Is Bughunting Still A Way Into the Games Industry?
Edge Online is reprinting an article from last month's issue of the British gaming magazine. In the article, Bug Hunt, they look at the role of the modern QA tester. While once a good way to make yourself known to the company's HR staff, it's more and more simply a summer gig between classes for college students. They also discuss the hard working conditions, soul-crushing scheduling, and the public misconception that what a QA tester does involves the word 'play'. From the article: "Anyone with any experience of the QA process will deny the slightest resemblance between testing a game and playing one for pleasure: finding bugs is unmistakably work, and, by common consensus, very dull and repetitive work at that. On top of this, pay is often poor, job security frail, working conditions extreme and recognition hard to come by. So why do it?"
I'm currently a programmer in the industry (Activision studio). I spent nearly a year doing QA work, making sure to get the right connections by talking to the designers and programmers for the projects I was working on. I helped shape the game, gave constructive feedback, and hunted down bugs like no other. It got noticed, the development team passed my name along, and here I am, sitting in my dream job.

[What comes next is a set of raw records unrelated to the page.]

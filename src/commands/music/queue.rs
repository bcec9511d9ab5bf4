use poise::CreateReply;

use super::*;
use crate::commands::music::utils::embedded_messages;
use crate::commands::music::utils::session_manager::{ListOutcome, MusicError};

/// View the current music queue
#[poise::command(slash_command, category = "Music")]
pub async fn queue(ctx: Context<'_>) -> CommandResult {
    let guild_id = ctx.guild_id().ok_or_else(|| {
        Box::new(MusicError::NotInGuild) as Box<dyn std::error::Error + Send + Sync>
    })?;

    let outcome = ctx.data().registry.list(guild_id).await;

    let reply = match outcome {
        ListOutcome::Queue(view) => {
            CreateReply::default().embed(embedded_messages::music_queue(&view))
        }
        ListOutcome::NoSession => CreateReply::default()
            .embed(embedded_messages::error_embed("No active music session"))
            .ephemeral(true),
    };

    ctx.send(reply).await?;
    Ok(())
}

This was a timeframe of under two years... so at the very least, it can certainly still be done.
Just a few days ago Mythic announced a couple of job openings in customer support on the Dark Age of Camelot news site. They say the jobs are open now because they promoted two people in the CS department to development.

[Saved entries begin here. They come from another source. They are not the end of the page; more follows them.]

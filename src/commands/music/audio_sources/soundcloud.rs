//! Implements the SoundCloud provider. SoundCloud permalinks are directly
//! streamable, so resolution needs no search step: the public `resolve`
//! endpoint maps a shared link onto track metadata.

use std::env;
use std::sync::Arc;
use std::sync::atomic::AtomicBool;
use std::time::Duration;

use serenity::async_trait;
use tracing::info;
use url::Url;

use super::track_metadata::TrackMetadata;
use super::{CatalogProvider, Resolution, StreamSearch, flag_if_throttled};
use crate::commands::music::utils::session_manager::{MusicError, MusicResult};

const SOUNDCLOUD_API_BASE: &str = "https://api-v2.soundcloud.com";

pub struct SoundCloudApi {
    http: reqwest::Client,
    api_base: String,
    client_id: Option<String>,
    throttled: Arc<AtomicBool>,
}

impl SoundCloudApi {
    pub fn new(http: reqwest::Client, throttled: Arc<AtomicBool>) -> Self {
        Self {
            http,
            api_base: SOUNDCLOUD_API_BASE.to_string(),
            client_id: None,
            throttled,
        }
    }

    /// Client pointed at an alternate endpoint with a fixed client id.
    pub fn with_endpoint(
        http: reqwest::Client,
        api_base: impl Into<String>,
        client_id: impl Into<String>,
    ) -> Self {
        Self {
            http,
            api_base: api_base.into(),
            client_id: Some(client_id.into()),
            throttled: Arc::new(AtomicBool::new(false)),
        }
    }

    pub fn is_soundcloud_url(url: &str) -> bool {
        match Url::parse(url) {
            Ok(parsed) => parsed.host_str().is_some_and(|host| {
                host == "soundcloud.com"
                    || host == "www.soundcloud.com"
                    || host == "on.soundcloud.com"
            }),
            Err(_) => false,
        }
    }

    fn client_id(&self) -> MusicResult<String> {
        if let Some(id) = &self.client_id {
            return Ok(id.clone());
        }
        env::var("SOUNDCLOUD_CLIENT_ID")
            .map_err(|_| MusicError::ConfigError("SOUNDCLOUD_CLIENT_ID not set".to_string()))
    }

    async fn resolve_permalink(&self, url: &str) -> MusicResult<serde_json::Value> {
        let client_id = self.client_id()?;
        let request_url = format!(
            "{}/resolve?url={}&client_id={}",
            self.api_base,
            urlencoded(url),
            client_id
        );

        let response = self.http.get(&request_url).send().await.map_err(|e| {
            MusicError::ExternalApiError(format!("SoundCloud request failed: {e}"))
        })?;

        if !response.status().is_success() {
            let status = response.status();
            if let Some(err) = flag_if_throttled(status, &self.throttled, "SoundCloud") {
                return Err(err);
            }
            return Err(MusicError::ExternalApiError(format!(
                "SoundCloud API error: {status}"
            )));
        }

        response.json().await.map_err(|e| {
            MusicError::ExternalApiError(format!("Failed to parse SoundCloud data: {e}"))
        })
    }
}

/// Percent-encode a URL for use as a query parameter.
fn urlencoded(input: &str) -> String {
    let mut encoded = String::with_capacity(input.len());
    for byte in input.bytes() {
        match byte {
            b'A'..=b'Z' | b'a'..=b'z' | b'0'..=b'9' | b'-' | b'_' | b'.' | b'~' => {
                encoded.push(byte as char)
            }
            _ => encoded.push_str(&format!("%{byte:02X}")),
        }
    }
    encoded
}

fn track_from_value(value: &serde_json::Value) -> Option<TrackMetadata> {
    let title = value["title"].as_str()?.to_string();
    let permalink = value["permalink_url"].as_str()?.to_string();
    let artist = value["user"]["username"].as_str().map(|s| s.to_string());
    let duration = value["duration"].as_u64().map(Duration::from_millis);
    let artwork = value["artwork_url"].as_str().map(|s| s.to_string());

    Some(TrackMetadata {
        title,
        url: Some(permalink),
        artists: artist.into_iter().collect(),
        duration,
        thumbnail: artwork,
        requested_by: None,
    })
}

#[async_trait]
impl CatalogProvider for SoundCloudApi {
    fn is_valid_url(&self, url: &str) -> bool {
        SoundCloudApi::is_soundcloud_url(url)
    }

    /// Tracks and sets resolve fully here: every permalink is itself the
    /// stream reference, so nothing is deferred.
    async fn resolve(&self, url: &str, _search: &dyn StreamSearch) -> MusicResult<Resolution> {
        info!("Resolving SoundCloud URL: {}", url);
        let data = self.resolve_permalink(url).await?;

        match data["kind"].as_str() {
            Some("track") => match track_from_value(&data) {
                Some(metadata) => Ok(Resolution::Tracks(vec![metadata])),
                None => Ok(Resolution::NoMatches),
            },
            Some("playlist") => {
                let tracks: Vec<TrackMetadata> = data["tracks"]
                    .as_array()
                    .map(|arr| arr.iter().filter_map(track_from_value).collect())
                    .unwrap_or_default();
                if tracks.is_empty() {
                    Ok(Resolution::NoMatches)
                } else {
                    Ok(Resolution::Tracks(tracks))
                }
            }
            _ => Ok(Resolution::NoMatches),
        }
    }
}

#[cfg(test)]
mod tests {
    use super::*;
    use assert_matches::assert_matches;
    use pretty_assertions::assert_eq;
    use serde_json::json;
    use wiremock::matchers::{method, path, query_param};
    use wiremock::{Mock, MockServer, ResponseTemplate};

    use crate::commands::music::audio_sources::MockStreamSearch;

    #[test]
    fn recognizes_soundcloud_urls() {
        assert!(SoundCloudApi::is_soundcloud_url(
            "https://soundcloud.com/artist/some-track"
        ));
        assert!(SoundCloudApi::is_soundcloud_url("https://on.soundcloud.com/abc"));
        assert!(!SoundCloudApi::is_soundcloud_url(
            "https://open.spotify.com/track/abc"
        ));
    }

    #[test]
    fn percent_encodes_reserved_characters() {
        assert_eq!(
            urlencoded("https://soundcloud.com/a/b"),
            "https%3A%2F%2Fsoundcloud.com%2Fa%2Fb"
        );
    }

    #[tokio::test]
    async fn resolves_track_permalink() {
        let server = MockServer::start().await;
        Mock::given(method("GET"))
            .and(path("/resolve"))
            .and(query_param("client_id", "cid"))
            .respond_with(ResponseTemplate::new(200).set_body_json(json!({
                "kind": "track",
                "title": "Night Drive",
                "permalink_url": "https://soundcloud.com/artist/night-drive",
                "user": {"username": "artist"},
                "duration": 180000,
                "artwork_url": "https://img/art.jpg"
            })))
            .mount(&server)
            .await;

        let api = SoundCloudApi::with_endpoint(reqwest::Client::new(), server.uri(), "cid");
        let search = MockStreamSearch::new();
        let resolution = api
            .resolve("https://soundcloud.com/artist/night-drive", &search)
            .await
            .unwrap();

        assert_matches!(resolution, Resolution::Tracks(tracks) => {
            assert_eq!(tracks.len(), 1);
            assert_eq!(tracks[0].title, "Night Drive");
            assert_eq!(
                tracks[0].url.as_deref(),
                Some("https://soundcloud.com/artist/night-drive")
            );
            assert_eq!(tracks[0].duration, Some(Duration::from_secs(180)));
        });
    }

    #[tokio::test]
    async fn unknown_kind_is_no_match() {
        let server = MockServer::start().await;
        Mock::given(method("GET"))
            .and(path("/resolve"))
            .respond_with(ResponseTemplate::new(200).set_body_json(json!({"kind": "user"})))
            .mount(&server)
            .await;

        let api = SoundCloudApi::with_endpoint(reqwest::Client::new(), server.uri(), "cid");
        let search = MockStreamSearch::new();
        let resolution = api
            .resolve("https://soundcloud.com/some-user", &search)
            .await
            .unwrap();
        assert_matches!(resolution, Resolution::NoMatches);
    }
}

If people can go straight from customer support to development then I can't imagine they would have any qualms with moving QA people into development.
My only political goal is to see to it that no political party achieves its goals.
Agreed! Except, you don't even have to work on a big name mod. If you can go to game companies and show that you know how to mod the engine that they use, that's going to get you farther than you'd guess. When applying to companies that use proprietary engines, showing that you can mod one of the big engines (Doom 3, Unreal 3, or HL2) is great.
You don't need to be John Carmack to work in the game industry, you just need to be bright and write solid code. Having something that's polished is more important than having something that's really popular - at least for the purpose of getting your foot in the door at a game company.
Showing a high quality mod is usually more impressive to companies than having a low quality home-brewed engine.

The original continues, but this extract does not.